The Killing Fields of Choeung Ek are 14km away from the city. The road leading to the site is variously dotted with pretty rice fields and choking banks of dust. Over 17,000 men, children and women were buried here in 129 mass graves. A white stupa filled with towers of skulls found at the site marks the beginning of the fields.


A group of four little children approached us. I wandered away and the little boy in the group gave Chris the grand tour, pointing out human bones and clothing poking through the dirt between the graves.

On the way out our driver asked if we wanted to go to the shooting range nearby. It seemed rather inappropriate to be shoot a gun near the site. The rumour in the backpacker community is that for $300 you can shoot a water buffalo with a granade launcher and for a bit more perhaps even a prisoner from a local prison. Sometimes this world disappoints me.

Unfortunately the visit to these sites wasn't all the gore I was going to encounter for the day. We met up with Andrew in the evening for dinner and decided to head out to Heart of Darkness, a club in Phnom Penh. We got royally lost and wandered the dark streets in a chaotic pattern. We turned the corner as we were getting closer to the club and noticed a hundred or so people on the street corner. I thought the club had closed down and the group was milling about before getting into cabs. As we approached I noticed that there were no cabs and people were hovering around one spot on the road looking down. A girl lay sprawled on the street. Liters of blood on the pavement around her. Someone gave Chris their t-shirt and he pressed it against the back of her head. We turned her around. He held her head. I tried to feel for a pulse on her belly and then on her neck. I couldn't feel anything. Her skin looked white in the darkness. I held her head, blood running through my fingers. Chris tried to open one of her eyes but couldn't. The side of her face had been smashed. Her skull was fractured badly. Someone pointed their motorbike light in her face. Her mouth and nose were filled with blood. Her lips were blue. She was dead. There was no one with her. A Cambodian man in the crowd recognized her and told us that she was a backpacker from Australia. Her name was Melissa. She was very young. A motorbike lay on the road. We assume she was hit by a car first.
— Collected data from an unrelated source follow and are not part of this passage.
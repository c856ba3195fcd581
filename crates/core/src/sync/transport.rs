use std::{collections::HashMap, sync::Arc};

use anyhow::{anyhow, Result};
use parking_lot::RwLock;
use tokio::sync::mpsc;
use tracing::debug;

use crate::models::PlayerId;

/// Where an outgoing packet should go.
#[derive(Debug, Clone, Copy, PartialEq, Eq)]
pub enum Target {
    /// The session host.
    Authority,
    /// A single peer.
    Player(PlayerId),
    /// Every other peer.
    Broadcast,
    /// Every other peer except one.
    BroadcastExcept(PlayerId),
}

/// Reliable, per-sender ordered packet transport provided by the host.
pub trait Transport: Send + Sync {
    /// Queue `bytes` for delivery to `target`.
    fn send(&self, target: Target, bytes: Vec<u8>) -> Result<()>;
}

/// Raw packet waiting to be applied on the simulation thread.
#[derive(Debug)]
pub struct InboundPacket {
    /// Peer that sent the packet.
    pub from: PlayerId,
    /// Encoded message.
    pub bytes: Vec<u8>,
}

/// Thread-safe entry point the transport uses to hand over received packets.
#[derive(Debug, Clone)]
pub struct InboxHandle {
    tx: mpsc::UnboundedSender<InboundPacket>,
}

impl InboxHandle {
    pub(crate) fn new(tx: mpsc::UnboundedSender<InboundPacket>) -> Self {
        Self { tx }
    }

    /// Queue a received packet. Returns `false` once the session is gone.
    pub fn deliver(&self, from: PlayerId, bytes: Vec<u8>) -> bool {
        self.tx.send(InboundPacket { from, bytes }).is_ok()
    }
}

/// In-process transport joining several peers, for tests and the headless driver.
#[derive(Debug, Default)]
pub struct LoopbackHub {
    peers: RwLock<HashMap<PlayerId, InboxHandle>>,
    authority: RwLock<Option<PlayerId>>,
}

impl LoopbackHub {
    /// Create a hub with no peers.
    pub fn new() -> Arc<Self> {
        Arc::new(Self::default())
    }

    /// Transport that sends as `player`.
    pub fn transport_for(self: &Arc<Self>, player: PlayerId) -> Arc<LoopbackTransport> {
        Arc::new(LoopbackTransport {
            hub: Arc::clone(self),
            player,
        })
    }

    /// Attach a peer's inbox; the first peer marked `authority` hosts the session.
    pub fn connect(&self, player: PlayerId, inbox: InboxHandle, authority: bool) {
        self.peers.write().insert(player, inbox);
        if authority {
            self.authority.write().get_or_insert(player);
        }
    }

    /// Detach a peer.
    pub fn disconnect(&self, player: PlayerId) {
        self.peers.write().remove(&player);
        let mut authority = self.authority.write();
        if *authority == Some(player) {
            *authority = None;
        }
    }

    fn route(&self, from: PlayerId, target: Target, bytes: Vec<u8>) -> Result<()> {
        let peers = self.peers.read();
        let recipients: Vec<PlayerId> = match target {
            Target::Authority => {
                let authority = (*self.authority.read())
                    .ok_or_else(|| anyhow!("no authority connected"))?;
                vec![authority]
            }
            Target::Player(player) => vec![player],
            Target::Broadcast => peers.keys().copied().filter(|p| *p != from).collect(),
            Target::BroadcastExcept(excluded) => peers
                .keys()
                .copied()
                .filter(|p| *p != from && *p != excluded)
                .collect(),
        };

        for recipient in recipients {
            let inbox = peers
                .get(&recipient)
                .ok_or_else(|| anyhow!("peer {recipient} not connected"))?;
            if !inbox.deliver(from, bytes.clone()) {
                debug!(%recipient, "dropping packet for closed inbox");
            }
        }
        Ok(())
    }
}

/// Sending half of a [`LoopbackHub`] for one peer.
#[derive(Debug)]
pub struct LoopbackTransport {
    hub: Arc<LoopbackHub>,
    player: PlayerId,
}

impl Transport for LoopbackTransport {
    fn send(&self, target: Target, bytes: Vec<u8>) -> Result<()> {
        self.hub.route(self.player, target, bytes)
    }
}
I wiped most of the blood off on a disposable wet-towel in my bag. The little string a Lao monk had tied around my wrist in Vientiane was soaked in blood. This was the second serious motorbike accident I encountered in two weeks. Both times I was lost, circling around. I never want to be lost again. We had drinks near our hostel. The last thing I wanted to do was drink but then it became the only thing I could do to keep me from crying.


The following day was a complete write-off. I spent it in a hammock on the porch of the guesthouse experiencing various shades of alcohol induced nausea. That night we went to see a Cambodian zombie film that turned out to be a Scoobie-doo inspired Thai comedy about ghosts. Basically a TV crew travels in a van to all these haunted sites in Thailand. There were no other foreigners in the cinema and the girls screamed every time a ghost appeared on screen. I mean screamed when I write screamed. Out loud. Heads buried into folded arms, feet on the seats with knees forming an extra shield of protection against the screen. Before the film started we had to stand for the national anthem of the Kingdom of Cambodia.